■ Input for this task:
□ □ □ □ □

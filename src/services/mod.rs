//! Resource services
//!
//! Each service borrows the client and maps one API resource onto the
//! generic [`Crud`] verbs. Services are cheap to create; get one per call
//! site from the accessors on [`LaceworkClient`].

mod alert_channels;
mod cloud_accounts;
mod component_data;
mod container_registries;
mod integrations;
mod resources;

pub use alert_channels::AlertChannelsService;
pub use cloud_accounts::CloudAccountsService;
pub use component_data::ComponentDataService;
pub use container_registries::ContainerRegistriesService;
pub use integrations::IntegrationsService;
pub use resources::{
    AgentAccessTokensService, AlertRulesService, FeatureFlagsService, MetricsService,
    ResourceGroupsService, TeamMembersService, UserProfileService,
};

use crate::client::{Crud, Endpoint, LaceworkClient, endpoints};

pub const ALERT_CHANNELS: Endpoint = Endpoint::new(endpoints::ALERT_CHANNELS, "alert channel");
pub const CLOUD_ACCOUNTS: Endpoint = Endpoint::new(endpoints::CLOUD_ACCOUNTS, "cloud account");
pub const CONTAINER_REGISTRIES: Endpoint =
    Endpoint::new(endpoints::CONTAINER_REGISTRIES, "container registry");
pub const RESOURCE_GROUPS: Endpoint = Endpoint::new(endpoints::RESOURCE_GROUPS, "resource group");
pub const ALERT_RULES: Endpoint = Endpoint::new(endpoints::ALERT_RULES, "alert rule");
pub const TEAM_MEMBERS: Endpoint = Endpoint::new(endpoints::TEAM_MEMBERS, "team member");
pub const AGENT_ACCESS_TOKENS: Endpoint =
    Endpoint::new(endpoints::AGENT_ACCESS_TOKENS, "agent access token");

impl LaceworkClient {
    pub fn alert_channels(&self) -> AlertChannelsService<'_> {
        IntegrationsService::new(self, ALERT_CHANNELS)
    }

    pub fn cloud_accounts(&self) -> CloudAccountsService<'_> {
        IntegrationsService::new(self, CLOUD_ACCOUNTS)
    }

    pub fn container_registries(&self) -> ContainerRegistriesService<'_> {
        IntegrationsService::new(self, CONTAINER_REGISTRIES)
    }

    pub fn resource_groups(&self) -> ResourceGroupsService<'_> {
        ResourceGroupsService::new(Crud::new(self, RESOURCE_GROUPS))
    }

    pub fn alert_rules(&self) -> AlertRulesService<'_> {
        AlertRulesService::new(Crud::new(self, ALERT_RULES))
    }

    pub fn team_members(&self) -> TeamMembersService<'_> {
        TeamMembersService::new(Crud::new(self, TEAM_MEMBERS))
    }

    pub fn agent_access_tokens(&self) -> AgentAccessTokensService<'_> {
        AgentAccessTokensService::new(Crud::new(self, AGENT_ACCESS_TOKENS))
    }

    pub fn user_profile(&self) -> UserProfileService<'_> {
        UserProfileService::new(self)
    }

    pub fn feature_flags(&self) -> FeatureFlagsService<'_> {
        FeatureFlagsService::new(self)
    }

    pub fn metrics(&self) -> MetricsService<'_> {
        MetricsService::new(self)
    }

    pub fn component_data(&self) -> ComponentDataService<'_> {
        ComponentDataService::new(self)
    }
}
//! Usage telemetry events (`v2/Metrics`)

use std::collections::HashMap;

use serde::{Deserialize, Serialize};
use serde_json::Value;

/// Dataset events are reported to unless overridden
pub const DEFAULT_METRIC_DATASET: &str = "lacework-cli-prod";

/// One telemetry event; the schema is fixed by the metrics endpoint
#[derive(Debug, Clone, Default, PartialEq, Serialize, Deserialize)]
pub struct MetricEvent {
    pub os: String,
    pub arch: String,
    pub version: String,
    #[serde(default)]
    pub profile: String,
    #[serde(default)]
    pub account: String,
    #[serde(default)]
    pub subaccount: String,
    #[serde(rename = "api_key", default)]
    pub api_key: String,
    #[serde(rename = "cfg_version", default)]
    pub cfg_version: u32,
    #[serde(default)]
    pub command: String,
    #[serde(default, skip_serializing_if = "Vec::is_empty")]
    pub args: Vec<String>,
    #[serde(default, skip_serializing_if = "Vec::is_empty")]
    pub flags: Vec<String>,
    #[serde(rename = "duration_ms", default)]
    pub duration_ms: u64,
    #[serde(default, skip_serializing_if = "String::is_empty")]
    pub error: String,
    #[serde(default, skip_serializing_if = "String::is_empty")]
    pub feature: String,
    #[serde(rename = "feature.data", default, skip_serializing_if = "Option::is_none")]
    pub feature_data: Option<HashMap<String, Value>>,
    #[serde(rename = "install_method", default)]
    pub install_method: String,
    #[serde(rename = "trace.trace_id", default)]
    pub trace_id: String,
    #[serde(rename = "trace.span_id", default, skip_serializing_if = "String::is_empty")]
    pub span_id: String,
    #[serde(rename = "trace.parent_id", default, skip_serializing_if = "String::is_empty")]
    pub parent_id: String,
    #[serde(rename = "context_id", default, skip_serializing_if = "String::is_empty")]
    pub context_id: String,
    #[serde(default)]
    pub dataset: String,
}

impl MetricEvent {
    /// Event for the running platform, reported to the default dataset
    pub fn new(version: impl Into<String>, trace_id: impl Into<String>) -> Self {
        Self {
            os: std::env::consts::OS.to_string(),
            arch: std::env::consts::ARCH.to_string(),
            version: version.into(),
            trace_id: trace_id.into(),
            dataset: DEFAULT_METRIC_DATASET.to_string(),
            ..Default::default()
        }
    }

    /// Attach a key to the event's feature data
    pub fn add_feature_field(&mut self, key: impl Into<String>, value: impl Into<Value>) {
        self.feature_data
            .get_or_insert_with(HashMap::new)
            .insert(key.into(), value.into());
    }

    /// Clear the per-call fields so the event can be reused for the next call
    pub fn reset_temporal_fields(&mut self) {
        self.duration_ms = 0;
        self.error.clear();
        self.feature.clear();
        self.feature_data = None;
    }
}
//! Container registries service

use super::integrations::{IntegrationsService, typed_getters};
use crate::models::ContainerRegistryData;
use crate::models::container_registry::{
    AwsEcrData, DockerhubData, GcpGarData, GhcrData, V2RegistryData,
};

pub type ContainerRegistriesService<'a> = IntegrationsService<'a, ContainerRegistryData>;

typed_getters! {
    ContainerRegistryData {
        get_dockerhub => DockerhubData,
        get_ghcr => GhcrData,
        get_v2_registry => V2RegistryData,
        get_aws_ecr => AwsEcrData,
        get_gcp_gar => GcpGarData,
    }
}
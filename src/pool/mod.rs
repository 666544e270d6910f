//! Chunk pool: growable sub-allocation with fence-deferred reclamation.

pub mod chunk;
pub mod chunk_pool;
pub mod deferred;
pub mod garbage;
pub mod stats;

pub use chunk::{AllocationToken, ChunkId, ChunkState};
pub use chunk_pool::{ChunkPool, PoolError, SharedPool};
pub use deferred::FencedQueue;
pub use garbage::{EpochDrain, GarbageCollector};
pub use stats::{EpochReport, PoolStats};

use std::sync::Arc;

use crate::config::PoolConfig;
use crate::gpu::{BackingStoreProvider, CopyEngine};

/// Create a pool behind an `Arc` for sharing across threads.
pub fn new_shared_pool(
    config: PoolConfig,
    provider: Arc<dyn BackingStoreProvider>,
    copier: Arc<dyn CopyEngine>,
) -> Result<SharedPool, PoolError> {
    Ok(Arc::new(ChunkPool::new(config, provider, copier)?))
}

□ □ □ □ □

The result consists of the line with "the next call" through the last line of the entries above, repeated exactly and with nothing else.

■ Result below:
    /// Clear the per-call fields so the event can be reused for the next call
    pub fn reset_temporal_fields(&mut self) {
        self.duration_ms = 0;
        self.error.clear();
        self.feature.clear();
        self.feature_data = None;
    }
}
//! Container registries service

use super::integrations::{IntegrationsService, typed_getters};
use crate::models::ContainerRegistryData;
use crate::models::container_registry::{
    AwsEcrData, DockerhubData, GcpGarData, GhcrData, V2RegistryData,
};

pub type ContainerRegistriesService<'a> = IntegrationsService<'a, ContainerRegistryData>;

typed_getters! {
    ContainerRegistryData {
        get_dockerhub => DockerhubData,
        get_ghcr => GhcrData,
        get_v2_registry => V2RegistryData,
        get_aws_ecr => AwsEcrData,
        get_gcp_gar => GcpGarData,
    }
}
filename src/pool/mod.rs
repository 666544e270d6910f
//! Chunk pool: growable sub-allocation with fence-deferred reclamation.

pub mod chunk;
pub mod chunk_pool;
pub mod deferred;
pub mod garbage;
pub mod stats;

pub use chunk::{AllocationToken, ChunkId, ChunkState};
pub use chunk_pool::{ChunkPool, PoolError, SharedPool};
pub use deferred::FencedQueue;
pub use garbage::{EpochDrain, GarbageCollector};
pub use stats::{EpochReport, PoolStats};

use std::sync::Arc;

use crate::config::PoolConfig;
use crate::gpu::{BackingStoreProvider, CopyEngine};

/// Create a pool behind an `Arc` for sharing across threads.
pub fn new_shared_pool(
    config: PoolConfig,
    provider: Arc<dyn BackingStoreProvider>,
    copier: Arc<dyn CopyEngine>,
) -> Result<SharedPool, PoolError> {
    Ok(Arc::new(ChunkPool::new(config, provider, copier)?))
}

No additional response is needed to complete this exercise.